I just found this in the local Oxfam shop and bought it. It looks better than the photos imply, but can anyone tell me anything about it? Eg what do the numbers on the back mean?

From what I can gather it is a 6BB which was issued to the RAF. I assume that the 74 on the back refers to 1974?

It has a bad scratch on the glass. Can the glass easily be replaced? And also it could do with a clean. Is there anything I should be aware of in this respect?

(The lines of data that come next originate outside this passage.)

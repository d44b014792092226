// SPDX-License-Identifier: MIT OR Apache-2.0

//! Small deterministic reference model.
//!
//! [`TinyResidualModel`] is a pre-norm residual network with the same hook
//! layout as a decoder-only transformer block: a causal token-mixing
//! sub-block (uniform attention over the prefix) followed by a GELU MLP.
//! Weights are drawn from a seeded RNG, so two models built from the same
//! [`TinyModelConfig`] and tokenizer are identical. It implements
//! [`SteerableModel`] and exists to exercise the sweep engine end to end
//! without downloading weights.

use candle_core::{DType, Device, Module, Tensor};
use candle_nn::{Embedding, Linear, RmsNorm};
use rand::rngs::StdRng;
use rand::{Rng, SeedableRng};

use crate::backend::{mean, sample_token, token_losses, GenerationResult, SteerableModel};
use crate::config::{GenerationConfig, TinyModelConfig};
use crate::error::{Result, SteerError};
use crate::hooks::{HookFn, HookPoint, HookRegistry};
use crate::tokenizer::SteerTokenizer;

// ---------------------------------------------------------------------------
// TinyBlock
// ---------------------------------------------------------------------------

/// One residual block: causal mixing, then MLP.
struct TinyBlock {
    /// Norm before the mixing sub-block.
    mix_norm: RmsNorm,
    /// Output projection of the mixing sub-block: `[hidden, hidden]`.
    mix_proj: Linear,
    /// Norm before the MLP.
    mlp_norm: RmsNorm,
    /// MLP up projection: `[hidden, intermediate]`.
    up: Linear,
    /// MLP down projection: `[intermediate, hidden]`.
    down: Linear,
}

impl TinyBlock {
    /// Draw the block's weights.
    fn init(config: &TinyModelConfig, rng: &mut StdRng, device: &Device) -> Result<Self> {
        let hidden = config.hidden_size;
        let inter = config.intermediate_size;
        Ok(Self {
            mix_norm: rms_norm(hidden, config.norm_eps, device)?,
            mix_proj: linear(rng, hidden, hidden, device)?,
            mlp_norm: rms_norm(hidden, config.norm_eps, device)?,
            up: linear(rng, hidden, inter, device)?,
            down: linear(rng, inter, hidden, device)?,
        })
    }
}

// ---------------------------------------------------------------------------
// TinyResidualModel
// ---------------------------------------------------------------------------

/// Seeded residual model implementing [`SteerableModel`].
///
/// Hook points: [`HookPoint::Embed`], per layer `ResidPre`, `AttnOut`,
/// `ResidMid`, `MlpOut`, `ResidPost`, and [`HookPoint::FinalNorm`].
///
/// # Example
///
/// ```
/// use candle_core::Device;
/// use candle_steer::{SteerableModel, TinyModelConfig, TinyResidualModel, WordTokenizer};
///
/// # fn main() -> candle_steer::Result<()> {
/// let tokenizer = WordTokenizer::from_corpus(["I think you're nice"]);
/// let model = TinyResidualModel::new(TinyModelConfig::default(), tokenizer.into(), &Device::Cpu)?;
/// let tokens = model.to_tokens("I think")?;
/// let resid = model.activations_at(&tokens, &candle_steer::HookPoint::ResidPre(2))?;
/// assert_eq!(resid.dims(), &[1, 4, 32]);
/// # Ok(())
/// # }
/// ```
pub struct TinyResidualModel {
    /// Shape and seed.
    config: TinyModelConfig,
    /// Tokenizer.
    tokenizer: SteerTokenizer,
    /// Beginning-of-sequence token prepended by [`SteerableModel::to_tokens`].
    bos_id: u32,
    /// Device holding the weights.
    device: Device,
    /// Token embedding: `[vocab, hidden]`.
    embed: Embedding,
    /// Residual blocks.
    layers: Vec<TinyBlock>,
    /// Final norm.
    final_norm: RmsNorm,
    /// Unembedding: `[hidden, vocab]`.
    unembed: Linear,
    /// Installed hooks.
    hooks: HookRegistry,
}

impl TinyResidualModel {
    /// Build a model with seeded weights sized to the tokenizer's vocabulary.
    ///
    /// # Errors
    ///
    /// Returns [`SteerError::Config`] for an invalid config or empty
    /// vocabulary, [`SteerError::Tokenizer`] if the tokenizer has no BOS
    /// token, and [`SteerError::Model`] if weight creation fails.
    pub fn new(config: TinyModelConfig, tokenizer: SteerTokenizer, device: &Device) -> Result<Self> {
        config.validate()?;
        let vocab = tokenizer.vocab_size();
        if vocab == 0 {
            return Err(SteerError::Config("tokenizer vocabulary is empty".into()));
        }
        let bos_id = tokenizer.bos_id()?;

        let mut rng = StdRng::seed_from_u64(config.init_seed);
        let hidden = config.hidden_size;

        let embed = Embedding::new(uniform(&mut rng, (vocab, hidden), 1.0, device)?, hidden);
        let layers = (0..config.num_layers)
            .map(|_| TinyBlock::init(&config, &mut rng, device))
            .collect::<Result<Vec<_>>>()?;
        let final_norm = rms_norm(hidden, config.norm_eps, device)?;
        let unembed = linear(&mut rng, hidden, vocab, device)?;

        Ok(Self {
            config,
            tokenizer,
            bos_id,
            // BORROW: explicit .clone() — Device is a cheap handle
            device: device.clone(),
            embed,
            layers,
            final_norm,
            unembed,
            hooks: HookRegistry::new(),
        })
    }

    /// The model's configuration.
    #[must_use]
    pub const fn config(&self) -> &TinyModelConfig {
        &self.config
    }

    /// The model's tokenizer.
    #[must_use]
    pub const fn tokenizer(&self) -> &SteerTokenizer {
        &self.tokenizer
    }

    /// The device this model lives on.
    #[must_use]
    pub const fn device(&self) -> &Device {
        &self.device
    }

    /// Whether `site` names an activation of this model.
    #[must_use]
    pub fn has_site(&self, site: &HookPoint) -> bool {
        match site {
            HookPoint::Embed | HookPoint::FinalNorm => true,
            HookPoint::Custom(_) => false,
            other => other.layer().is_some_and(|l| l < self.config.num_layers),
        }
    }

    /// Forward pass with installed hooks, optionally capturing one site.
    ///
    /// # Shapes
    /// - `tokens`: `seq` token IDs
    /// - returns: logits `[1, seq, vocab]` and the capture `[1, seq, hidden]`
    fn forward(&self, tokens: &[u32], capture: Option<&HookPoint>) -> Result<(Tensor, Option<Tensor>)> {
        if tokens.is_empty() {
            return Err(SteerError::Config("cannot run a forward pass on zero tokens".into()));
        }
        let ids = Tensor::new(tokens, &self.device)?.unsqueeze(0)?;
        let mut captured = None;

        let mut hidden = self.embed.forward(&ids)?;
        hidden = self.hook(&HookPoint::Embed, hidden, capture, &mut captured)?;

        for (layer_idx, layer) in self.layers.iter().enumerate() {
            hidden = self.hook(&HookPoint::ResidPre(layer_idx), hidden, capture, &mut captured)?;

            // Causal mixing sub-block
            let mixed = causal_mean(&layer.mix_norm.forward(&hidden)?)?;
            let attn_out = layer.mix_proj.forward(&mixed)?;
            let attn_out = self.hook(&HookPoint::AttnOut(layer_idx), attn_out, capture, &mut captured)?;
            hidden = (hidden + attn_out)?;
            hidden = self.hook(&HookPoint::ResidMid(layer_idx), hidden, capture, &mut captured)?;

            // MLP sub-block
            let up = layer.up.forward(&layer.mlp_norm.forward(&hidden)?)?.gelu()?;
            let mlp_out = layer.down.forward(&up)?;
            let mlp_out = self.hook(&HookPoint::MlpOut(layer_idx), mlp_out, capture, &mut captured)?;
            hidden = (hidden + mlp_out)?;
            hidden = self.hook(&HookPoint::ResidPost(layer_idx), hidden, capture, &mut captured)?;
        }

        hidden = self.final_norm.forward(&hidden)?;
        hidden = self.hook(&HookPoint::FinalNorm, hidden, capture, &mut captured)?;

        let logits = self.unembed.forward(&hidden)?;
        Ok((logits, captured))
    }

    /// Run installed hooks at `site`, then capture the result if requested.
    fn hook(
        &self,
        site: &HookPoint,
        tensor: Tensor,
        capture: Option<&HookPoint>,
        captured: &mut Option<Tensor>,
    ) -> Result<Tensor> {
        let out = self.hooks.apply(site, tensor)?;
        if capture == Some(site) {
            *captured = Some(out.clone());
        }
        Ok(out)
    }

    /// Sample one completion.
    fn generate_one(
        &self,
        prompt: &str,
        config: &GenerationConfig,
        rng: &mut StdRng,
    ) -> Result<GenerationResult> {
        let prompt_tokens = self.to_tokens(prompt)?;
        let prompt_len = prompt_tokens.len();
        let mut tokens = prompt_tokens.clone();

        for _ in 0..config.max_new_tokens {
            let logits = self.logits(&tokens)?;
            let last = logits.get(0)?.get(tokens.len() - 1)?;
            let next = sample_token(&last, &config.sampling, &tokens, rng)?;
            tokens.push(next);
        }

        let generated_tokens = tokens.get(prompt_len..).map(<[u32]>::to_vec).unwrap_or_default();
        let loss = if generated_tokens.is_empty() {
            None
        } else {
            let losses = token_losses(&self.logits(&tokens)?, &tokens)?;
            losses.get(prompt_len - 1..).and_then(mean)
        };

        Ok(GenerationResult {
            prompt: prompt.to_string(),
            completion: self.to_string(&generated_tokens)?,
            prompt_tokens,
            generated_tokens,
            loss,
        })
    }
}

impl SteerableModel for TinyResidualModel {
    fn num_layers(&self) -> usize {
        self.config.num_layers
    }

    fn hidden_size(&self) -> usize {
        self.config.hidden_size
    }

    fn to_tokens(&self, text: &str) -> Result<Vec<u32>> {
        let mut tokens = vec![self.bos_id];
        tokens.extend(self.tokenizer.encode(text)?);
        Ok(tokens)
    }

    fn to_string(&self, tokens: &[u32]) -> Result<String> {
        self.tokenizer.decode(tokens)
    }

    fn to_single_token(&self, text: &str) -> Result<u32> {
        match self.tokenizer.encode(text)?.as_slice() {
            [token] => Ok(*token),
            other => Err(SteerError::Tokenizer(format!(
                "{text:?} encodes to {} tokens, expected exactly one",
                other.len()
            ))),
        }
    }

    fn activations_at(&self, tokens: &[u32], site: &HookPoint) -> Result<Tensor> {
        if !self.has_site(site) {
            return Err(SteerError::Hook(format!("no hook point `{site}` in this model")));
        }
        let (_, captured) = self.forward(tokens, Some(site))?;
        captured.ok_or_else(|| SteerError::Hook(format!("hook point `{site}` was not captured")))
    }

    fn logits(&self, tokens: &[u32]) -> Result<Tensor> {
        Ok(self.forward(tokens, None)?.0)
    }

    fn generate(&self, prompts: &[String], config: &GenerationConfig) -> Result<Vec<GenerationResult>> {
        config.sampling.validate()?;
        let mut rng = config
            .seed
            .map_or_else(StdRng::from_entropy, StdRng::seed_from_u64);
        prompts
            .iter()
            .map(|prompt| self.generate_one(prompt, config, &mut rng))
            .collect()
    }

    fn add_hook(&mut self, site: HookPoint, hook: HookFn) -> Result<()> {
        if !self.has_site(&site) {
            return Err(SteerError::Hook(format!("no hook point `{site}` in this model")));
        }
        self.hooks.add(site, hook);
        Ok(())
    }

    fn remove_all_hooks(&mut self) {
        self.hooks.clear();
    }

    fn num_hooks(&self) -> usize {
        self.hooks.len()
    }
}

impl std::fmt::Debug for TinyResidualModel {
    fn fmt(&self, f: &mut std::fmt::Formatter<'_>) -> std::fmt::Result {
        f.debug_struct("TinyResidualModel")
            .field("config", &self.config)
            .field("tokenizer", &self.tokenizer)
            .field("hooks", &self.hooks)
            .finish_non_exhaustive()
    }
}

// ---------------------------------------------------------------------------
// Helpers
// ---------------------------------------------------------------------------

/// Uniform `[-bound, bound)` weights.
fn uniform(rng: &mut StdRng, shape: (usize, usize), bound: f32, device: &Device) -> Result<Tensor> {
    let data: Vec<f32> = (0..shape.0 * shape.1)
        .map(|_| rng.gen_range(-bound..bound))
        .collect();
    Ok(Tensor::from_vec(data, shape, device)?)
}

/// Bias-free linear layer with `1/sqrt(fan_in)` uniform init.
#[allow(clippy::cast_precision_loss, clippy::as_conversions)]
fn linear(rng: &mut StdRng, in_dim: usize, out_dim: usize, device: &Device) -> Result<Linear> {
    let bound = 1.0 / (in_dim as f32).sqrt();
    Ok(Linear::new(uniform(rng, (out_dim, in_dim), bound, device)?, None))
}

/// RMS norm with unit weight.
fn rms_norm(hidden: usize, eps: f64, device: &Device) -> Result<RmsNorm> {
    Ok(RmsNorm::new(Tensor::ones(hidden, DType::F32, device)?, eps))
}

/// Uniform causal attention: position `t` averages positions `0..=t`.
///
/// # Shapes
/// - `xs`: `[batch, seq, hidden]`
/// - returns: `[batch, seq, hidden]`
#[allow(clippy::cast_precision_loss, clippy::as_conversions)]
fn causal_mean(xs: &Tensor) -> Result<Tensor> {
    let (batch, seq, _) = xs.dims3()?;
    let mut weights = vec![0.0_f32; seq * seq];
    for (t, row) in weights.chunks_mut(seq).enumerate() {
        let w = 1.0 / (t + 1) as f32;
        for cell in row.iter_mut().take(t + 1) {
            *cell = w;
        }
    }
    let mix = Tensor::from_vec(weights, (1, seq, seq), xs.device())?
        .to_dtype(xs.dtype())?
        .broadcast_as((batch, seq, seq))?
        .contiguous()?;
    Ok(mix.matmul(&xs.contiguous()?)?)
}

// ---------------------------------------------------------------------------
// Tests
// ---------------------------------------------------------------------------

Sorry if these sound like naive questions...


----------



## BuckyBleichert (Jan 31, 2009)

potz said:


> Hmmm. By 1974 Britain was already using the NSN system, ie the Hamilton should have 6645-99 523-8290 on the back, followed by the issue number and year 2674/74. These watches were issued to both Army (W10) and RAF (6B or 6BB) in the early to mid-70's as a follow up to the Smiths model. The correct caliber should be a hand-wound, 17-jeweled Hamilton 8768 and they were made in Switzerland, not the USA. They were superceded by the CWC model. CWC was founded in 1972 because Hamilton stopped supplying to the MOD.


Thanks for your reply. I just guessed that the number 74 meant 1974 (I don't really know). I don't know what the NSN system is either.

I got the info on the 6BB business from a website which said that the 6BB was issued to RAF and this watch looks the same (from the front at least) as the site's illustration, but the back looks quite different. I assumed that the serial number starting 6bb was also a bit of a giveaway, but as I said I don't know much about these watches.

So I guess this watch is not a British military watch after all????


----------



## BuckyBleichert (Jan 31, 2009)

OK. Thanks for clarifying that.


----------



## Parabola (Aug 1, 2007)

Thats a great find for a charity shop :thumbsup:


----------



## inskip75 (Jan 10, 2009)

I agree, a great find and interesting (for me anyway!) reply from Potz - as always


----------



## BuckyBleichert (Jan 31, 2009)

Thanks for all your replies. I am going to polish up the case - what would be a good product for this (Brasso? ) The case is actually quite good. It is just dirty rather than scratched.

I think I'll get the crystal replaced at a jewellers - it looks like an awful lot of trouble and tools to do this yourself.

Cheers.


----------



## river rat (Nov 14, 2008)

Nice Hamiton I all most bought one a few months ago when I pulled the crown to set time it pulled out he said that was normal it went back in and every thing worked I told the seller he can keep it if the price was a little lower it would of been a good deal I would of had to pay to get that fixed and a service it would of been more than the watch was worth.


----------



## river rat (Nov 14, 2008)

potz said:


> (Correct) punctuation and spelling are the true friends of contributors to fora - and their readers :lol:.


So I misspelled Hamilton. :tongue2:


----------



## ditchdiger (Jun 23, 2007)

i would give it a gentle clean with a cape cod cloth nothing to much as it has character

you can buy polywatch from our host rlt and with a little work the glass should polish up and remove most scratches

would it be rude to ask how much it cost?oxfam here charges very high prices


----------



## BuckyBleichert (Jan 31, 2009)

ditchdiger said:


> i would give it a gentle clean with a cape cod cloth nothing to much as it has character
> 
> you can buy polywatch from our host rlt and with a little work the glass should polish up and remove most scratches
> 
> would it be rude to ask how much it cost?oxfam here charges very high prices


I have been looking into the cape cod cloths. Looks like the way to go.

Is polywatch for acrylic? I think the face of this is glass.

The watch cost Â£40. I think this is about right for this?

Cheers.


----------



## BuckyBleichert (Jan 31, 2009)

Thanks, Potz. I guess it is difficult to tell. All I can tell is that the sound when tapping the face doesn't have that ring of plastic about it.


----------